Everyone complains that U.S. healthcare is too expensive and it certainly is! Where is all that money going: well over $2 trillion/year? Objective analysis shows ten reasons why we spend money on healthcare.
Ten Reasons For U.S. Healthcare Spending
1. New value
2. More people living longer
3. Action without evidence
4. Bureaucracy
5. Disconnection
6. Perverse incentives
7. Defensive Medicine
8. Adverse outcomes and errors
9. Money removed from healthcare
10. Fraud and embezzlement
We actually want to spend money on the first two. The other eight are costs we would like to minimize – elimination is desirable but improbable in the extreme.
The 19th century doctor’s black bag had little in it: strict bed rest, amputation, home remedies, and medicines made from garden plants. Today, doctors can operate on the heart without even opening the chest; replace failing organs with new ones; and prescribe pills that can target specific areas or functions within the body. Whooping cough, rabies, diphtheria, and polio have become the purview of medical historians rather than practitioners.
Modern capabilities – inconceivable in the 19th century – provide 21st century people with new value. They come with a price, sometimes astronomical. You can buy an expensive pill, say Flomax at $2 for one pill, and avoid a $20,000 surgery. You can have a quarter of a million dollar heart transplant and live, or take the cheaper route and die. We get new value and we should gladly pay for it.
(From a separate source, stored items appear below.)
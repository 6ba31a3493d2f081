//! Chat text normalization
//!
//! Turns raw chat text into something worth saying out loud: filtered
//! words are redacted and links are replaced with a short placeholder.

pub mod filter;

pub use filter::FilterSet;

use once_cell::sync::Lazy;
use regex::Regex;

/// Replacement for each redacted word
pub const REDACTION_MARKER: &str = "***";

/// Replacement for each link
pub const LINK_PLACEHOLDER: &str = "[link removed]";

/// `scheme://` followed by a run of non-whitespace
static URL_PATTERN: Lazy<Regex> = Lazy::new(|| {
    Regex::new(r"[A-Za-z][A-Za-z0-9+.\-]*://\S+").expect("URL pattern is valid")
});

/// Normalize raw chat text into speakable text
///
/// Word redaction runs first, then link stripping, then the result is
/// trimmed. Never fails; empty input gives empty output.
pub fn normalize(raw: &str, filters: &FilterSet) -> String {
    let redacted = match filters.pattern() {
        Some(re) => re.replace_all(raw, REDACTION_MARKER),
        None => raw.into(),
    };

    let unlinked = URL_PATTERN.replace_all(&redacted, LINK_PLACEHOLDER);

    unlinked.trim().to_string()
}

#[cfg(test)]
mod tests {
    use super::*;

    #[test]
    fn test_whole_word_only() {
        let filters = FilterSet::from_words(["ass"]);
        assert_eq!(normalize("this class is silly", &filters), "this class is silly");
        assert_eq!(normalize("what an ass", &filters), "what an ***");
    }

    #[test]
    fn test_case_insensitive() {
        let filters = FilterSet::from_words(["heck"]);
        assert_eq!(normalize("HECK yes, Heck no", &filters), "*** yes, *** no");
    }

    #[test]
    fn test_link_removed() {
        let filters = FilterSet::new();
        assert_eq!(
            normalize("go to http://x.co now", &filters),
            "go to [link removed] now"
        );
        assert_eq!(
            normalize("see https://example.com/a?b=c#d", &filters),
            "see [link removed]"
        );
        assert_eq!(normalize("ftp://files.example", &filters), "[link removed]");
    }

    #[test]
    fn test_words_before_links() {
        let filters = FilterSet::from_words(["evil"]);
        assert_eq!(
            normalize("evil http://evil.com", &filters),
            "*** [link removed]"
        );
    }

    #[test]
    fn test_trim_and_empty() {
        let filters = FilterSet::from_words(["x"]);
        assert_eq!(normalize("", &filters), "");
        assert_eq!(normalize("   ", &filters), "");
        assert_eq!(normalize("  hi  ", &filters), "hi");
    }

    #[test]
    fn test_regex_metacharacters_are_literal() {
        let filters = FilterSet::from_words(["a.b"]);
        assert_eq!(normalize("a.b axb", &filters), "*** axb");
    }
}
There are more people today who are living longer. When you add new value to more people, two reasons for increased healthcare spending become apparent. This is spending we like. We are getting something we want for the money we spend.
Thirty percent of all healthcare dollars is paid to providers of all kinds. Thirty percent reimburses institutions: hospitals, pharmaceutical companies, wheelchair manufacturers and the like. The remainder (40% or roughly $920 billion in 2008 in the USA) just…disappears. It goes to activities and services that provide no health care for patients.